_Assigned task_: Scan the data for "ByteStream" and copy each matching line.

Collected data entries:
---+---

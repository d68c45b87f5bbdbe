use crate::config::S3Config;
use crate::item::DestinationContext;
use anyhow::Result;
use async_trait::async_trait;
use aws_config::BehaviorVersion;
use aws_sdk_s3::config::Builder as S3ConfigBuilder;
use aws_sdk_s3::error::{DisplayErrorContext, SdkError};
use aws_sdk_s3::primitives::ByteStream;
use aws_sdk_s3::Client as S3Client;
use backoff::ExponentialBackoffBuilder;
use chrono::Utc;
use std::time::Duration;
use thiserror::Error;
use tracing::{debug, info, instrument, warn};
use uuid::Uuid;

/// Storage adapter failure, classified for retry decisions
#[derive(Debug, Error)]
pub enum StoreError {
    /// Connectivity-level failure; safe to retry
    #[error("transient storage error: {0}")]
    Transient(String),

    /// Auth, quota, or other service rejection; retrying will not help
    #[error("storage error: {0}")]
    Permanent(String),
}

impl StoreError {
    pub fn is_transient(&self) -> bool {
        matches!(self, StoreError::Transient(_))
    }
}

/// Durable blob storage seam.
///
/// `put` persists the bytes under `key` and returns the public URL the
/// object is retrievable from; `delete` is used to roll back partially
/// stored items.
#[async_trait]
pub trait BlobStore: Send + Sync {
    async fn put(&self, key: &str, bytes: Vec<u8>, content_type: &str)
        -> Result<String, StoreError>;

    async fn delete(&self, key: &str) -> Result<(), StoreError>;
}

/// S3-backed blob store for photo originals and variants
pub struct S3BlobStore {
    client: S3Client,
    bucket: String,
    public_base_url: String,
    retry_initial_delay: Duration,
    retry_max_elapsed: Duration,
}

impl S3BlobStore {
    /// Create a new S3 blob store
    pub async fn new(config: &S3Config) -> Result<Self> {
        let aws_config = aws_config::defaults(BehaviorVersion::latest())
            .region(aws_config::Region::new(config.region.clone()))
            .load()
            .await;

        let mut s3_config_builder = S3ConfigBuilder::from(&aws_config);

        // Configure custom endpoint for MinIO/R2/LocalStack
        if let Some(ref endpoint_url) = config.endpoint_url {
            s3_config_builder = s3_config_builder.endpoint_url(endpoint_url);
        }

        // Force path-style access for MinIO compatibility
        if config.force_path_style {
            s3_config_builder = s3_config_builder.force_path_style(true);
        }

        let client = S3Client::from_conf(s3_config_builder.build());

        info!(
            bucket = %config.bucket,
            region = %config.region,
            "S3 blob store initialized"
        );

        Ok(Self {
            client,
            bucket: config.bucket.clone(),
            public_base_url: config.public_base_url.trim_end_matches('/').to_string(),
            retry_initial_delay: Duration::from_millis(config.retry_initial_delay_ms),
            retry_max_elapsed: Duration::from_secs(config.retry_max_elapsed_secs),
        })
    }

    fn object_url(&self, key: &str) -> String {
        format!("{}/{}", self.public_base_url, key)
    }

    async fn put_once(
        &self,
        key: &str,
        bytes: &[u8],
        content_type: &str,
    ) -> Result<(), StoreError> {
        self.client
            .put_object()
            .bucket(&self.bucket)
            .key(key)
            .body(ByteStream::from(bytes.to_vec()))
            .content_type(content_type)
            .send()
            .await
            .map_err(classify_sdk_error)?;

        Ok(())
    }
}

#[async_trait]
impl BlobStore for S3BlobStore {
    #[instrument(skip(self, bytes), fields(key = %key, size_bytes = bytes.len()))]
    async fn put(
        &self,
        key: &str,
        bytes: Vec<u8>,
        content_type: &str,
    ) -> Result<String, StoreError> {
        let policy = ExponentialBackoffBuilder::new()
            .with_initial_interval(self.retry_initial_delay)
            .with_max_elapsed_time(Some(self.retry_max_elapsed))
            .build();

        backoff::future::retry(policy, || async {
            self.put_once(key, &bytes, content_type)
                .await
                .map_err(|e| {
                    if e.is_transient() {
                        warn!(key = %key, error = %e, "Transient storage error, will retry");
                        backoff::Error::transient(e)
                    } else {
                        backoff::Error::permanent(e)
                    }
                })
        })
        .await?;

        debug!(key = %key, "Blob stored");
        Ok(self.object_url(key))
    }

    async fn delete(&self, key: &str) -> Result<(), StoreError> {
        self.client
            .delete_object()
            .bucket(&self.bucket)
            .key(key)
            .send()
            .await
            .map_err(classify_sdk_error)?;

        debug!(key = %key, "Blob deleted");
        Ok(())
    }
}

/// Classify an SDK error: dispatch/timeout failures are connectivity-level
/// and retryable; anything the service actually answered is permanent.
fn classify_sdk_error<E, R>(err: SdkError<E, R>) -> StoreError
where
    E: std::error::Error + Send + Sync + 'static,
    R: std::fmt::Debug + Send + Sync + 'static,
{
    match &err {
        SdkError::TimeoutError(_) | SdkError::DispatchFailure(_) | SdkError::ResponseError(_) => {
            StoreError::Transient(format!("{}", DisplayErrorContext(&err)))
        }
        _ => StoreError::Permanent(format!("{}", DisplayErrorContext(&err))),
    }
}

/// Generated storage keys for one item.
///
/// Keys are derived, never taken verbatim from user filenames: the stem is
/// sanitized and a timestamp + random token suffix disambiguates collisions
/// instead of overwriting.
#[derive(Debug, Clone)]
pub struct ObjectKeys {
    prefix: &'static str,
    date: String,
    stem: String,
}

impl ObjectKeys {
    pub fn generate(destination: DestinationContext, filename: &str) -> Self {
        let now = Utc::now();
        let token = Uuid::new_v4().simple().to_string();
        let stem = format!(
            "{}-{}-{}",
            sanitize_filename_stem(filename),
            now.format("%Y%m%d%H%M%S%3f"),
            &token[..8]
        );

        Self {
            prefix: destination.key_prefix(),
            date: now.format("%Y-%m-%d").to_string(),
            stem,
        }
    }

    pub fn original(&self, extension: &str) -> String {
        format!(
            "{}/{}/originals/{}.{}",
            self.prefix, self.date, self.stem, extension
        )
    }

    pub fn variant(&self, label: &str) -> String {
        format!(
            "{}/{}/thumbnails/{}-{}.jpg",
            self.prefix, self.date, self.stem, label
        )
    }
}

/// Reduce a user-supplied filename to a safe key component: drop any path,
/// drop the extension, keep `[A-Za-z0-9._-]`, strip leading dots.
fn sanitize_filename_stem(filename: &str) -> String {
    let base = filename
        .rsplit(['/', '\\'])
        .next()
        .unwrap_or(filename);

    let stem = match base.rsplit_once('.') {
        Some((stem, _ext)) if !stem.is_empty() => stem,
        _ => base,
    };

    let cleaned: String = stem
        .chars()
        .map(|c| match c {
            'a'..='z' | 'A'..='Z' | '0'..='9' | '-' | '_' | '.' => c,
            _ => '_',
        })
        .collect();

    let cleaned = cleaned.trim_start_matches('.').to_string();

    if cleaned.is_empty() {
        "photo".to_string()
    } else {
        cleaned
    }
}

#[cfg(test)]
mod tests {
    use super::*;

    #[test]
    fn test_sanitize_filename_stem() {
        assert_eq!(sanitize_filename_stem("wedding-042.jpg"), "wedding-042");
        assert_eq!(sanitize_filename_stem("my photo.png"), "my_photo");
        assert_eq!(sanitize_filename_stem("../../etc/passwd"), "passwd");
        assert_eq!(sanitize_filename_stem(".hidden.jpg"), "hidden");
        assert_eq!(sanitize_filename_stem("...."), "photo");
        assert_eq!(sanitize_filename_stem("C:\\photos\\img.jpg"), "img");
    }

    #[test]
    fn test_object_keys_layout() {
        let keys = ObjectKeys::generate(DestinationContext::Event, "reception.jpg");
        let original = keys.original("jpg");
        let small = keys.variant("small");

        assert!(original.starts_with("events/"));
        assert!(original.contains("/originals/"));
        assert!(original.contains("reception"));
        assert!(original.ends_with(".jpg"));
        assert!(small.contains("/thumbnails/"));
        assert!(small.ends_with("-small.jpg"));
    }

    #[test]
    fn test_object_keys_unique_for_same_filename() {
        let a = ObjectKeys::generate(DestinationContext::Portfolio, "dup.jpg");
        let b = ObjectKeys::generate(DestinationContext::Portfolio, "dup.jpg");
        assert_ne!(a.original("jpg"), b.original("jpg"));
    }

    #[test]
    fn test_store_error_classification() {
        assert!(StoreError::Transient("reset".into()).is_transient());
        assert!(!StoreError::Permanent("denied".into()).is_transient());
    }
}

---+---

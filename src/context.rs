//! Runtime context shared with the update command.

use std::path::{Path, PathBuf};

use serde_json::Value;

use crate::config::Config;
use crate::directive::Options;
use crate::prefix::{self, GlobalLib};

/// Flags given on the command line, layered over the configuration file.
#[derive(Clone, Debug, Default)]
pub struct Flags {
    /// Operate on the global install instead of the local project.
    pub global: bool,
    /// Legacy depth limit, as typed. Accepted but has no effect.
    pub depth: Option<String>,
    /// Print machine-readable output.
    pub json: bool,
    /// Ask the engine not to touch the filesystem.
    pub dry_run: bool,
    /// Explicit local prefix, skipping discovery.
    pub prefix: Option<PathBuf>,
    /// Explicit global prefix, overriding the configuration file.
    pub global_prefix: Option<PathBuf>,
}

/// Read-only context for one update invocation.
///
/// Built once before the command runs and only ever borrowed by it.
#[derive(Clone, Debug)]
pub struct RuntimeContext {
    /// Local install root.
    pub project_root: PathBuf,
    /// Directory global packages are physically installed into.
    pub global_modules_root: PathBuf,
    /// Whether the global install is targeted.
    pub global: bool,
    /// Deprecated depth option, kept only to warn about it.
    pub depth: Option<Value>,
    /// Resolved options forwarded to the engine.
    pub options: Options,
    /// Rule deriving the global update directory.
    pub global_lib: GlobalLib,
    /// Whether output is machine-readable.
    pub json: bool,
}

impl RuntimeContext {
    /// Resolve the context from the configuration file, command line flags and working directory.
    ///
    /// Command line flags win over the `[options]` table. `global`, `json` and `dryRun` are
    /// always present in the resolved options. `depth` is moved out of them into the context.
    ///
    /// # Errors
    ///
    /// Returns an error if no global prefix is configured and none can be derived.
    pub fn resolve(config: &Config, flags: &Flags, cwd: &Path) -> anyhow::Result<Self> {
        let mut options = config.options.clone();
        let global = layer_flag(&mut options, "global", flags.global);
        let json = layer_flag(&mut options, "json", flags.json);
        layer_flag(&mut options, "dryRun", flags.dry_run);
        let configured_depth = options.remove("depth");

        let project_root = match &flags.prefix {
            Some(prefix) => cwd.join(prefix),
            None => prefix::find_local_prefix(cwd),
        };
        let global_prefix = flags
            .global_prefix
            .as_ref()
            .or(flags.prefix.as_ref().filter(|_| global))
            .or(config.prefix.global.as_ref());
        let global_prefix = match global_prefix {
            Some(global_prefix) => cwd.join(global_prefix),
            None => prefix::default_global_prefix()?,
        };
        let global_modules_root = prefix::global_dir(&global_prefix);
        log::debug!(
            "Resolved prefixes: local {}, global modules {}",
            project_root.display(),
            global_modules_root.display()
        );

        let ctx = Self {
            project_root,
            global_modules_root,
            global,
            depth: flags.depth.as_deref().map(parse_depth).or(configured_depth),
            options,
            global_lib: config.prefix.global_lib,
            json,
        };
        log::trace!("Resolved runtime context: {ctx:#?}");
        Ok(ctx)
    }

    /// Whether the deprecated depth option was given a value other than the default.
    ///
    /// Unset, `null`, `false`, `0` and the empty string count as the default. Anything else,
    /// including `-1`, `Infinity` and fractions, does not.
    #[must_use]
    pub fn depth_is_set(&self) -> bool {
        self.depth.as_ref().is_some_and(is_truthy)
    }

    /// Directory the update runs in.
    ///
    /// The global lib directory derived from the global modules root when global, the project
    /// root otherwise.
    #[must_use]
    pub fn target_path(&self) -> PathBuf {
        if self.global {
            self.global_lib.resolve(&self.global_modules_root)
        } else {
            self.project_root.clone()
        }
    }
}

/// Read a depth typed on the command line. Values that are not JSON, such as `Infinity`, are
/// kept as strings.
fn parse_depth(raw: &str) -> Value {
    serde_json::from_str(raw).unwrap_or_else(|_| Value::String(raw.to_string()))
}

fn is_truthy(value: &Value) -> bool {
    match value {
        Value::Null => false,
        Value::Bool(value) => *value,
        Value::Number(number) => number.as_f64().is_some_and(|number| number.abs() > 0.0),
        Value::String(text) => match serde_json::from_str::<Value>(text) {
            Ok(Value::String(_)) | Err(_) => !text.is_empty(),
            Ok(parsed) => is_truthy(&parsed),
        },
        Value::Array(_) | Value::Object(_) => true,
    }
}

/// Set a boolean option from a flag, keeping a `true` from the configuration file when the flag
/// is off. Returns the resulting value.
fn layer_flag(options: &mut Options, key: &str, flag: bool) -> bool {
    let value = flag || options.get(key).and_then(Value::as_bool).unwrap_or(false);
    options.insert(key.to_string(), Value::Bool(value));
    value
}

---+---

_The completed task_:
use aws_sdk_s3::primitives::ByteStream;
            .body(ByteStream::from(bytes.to_vec()))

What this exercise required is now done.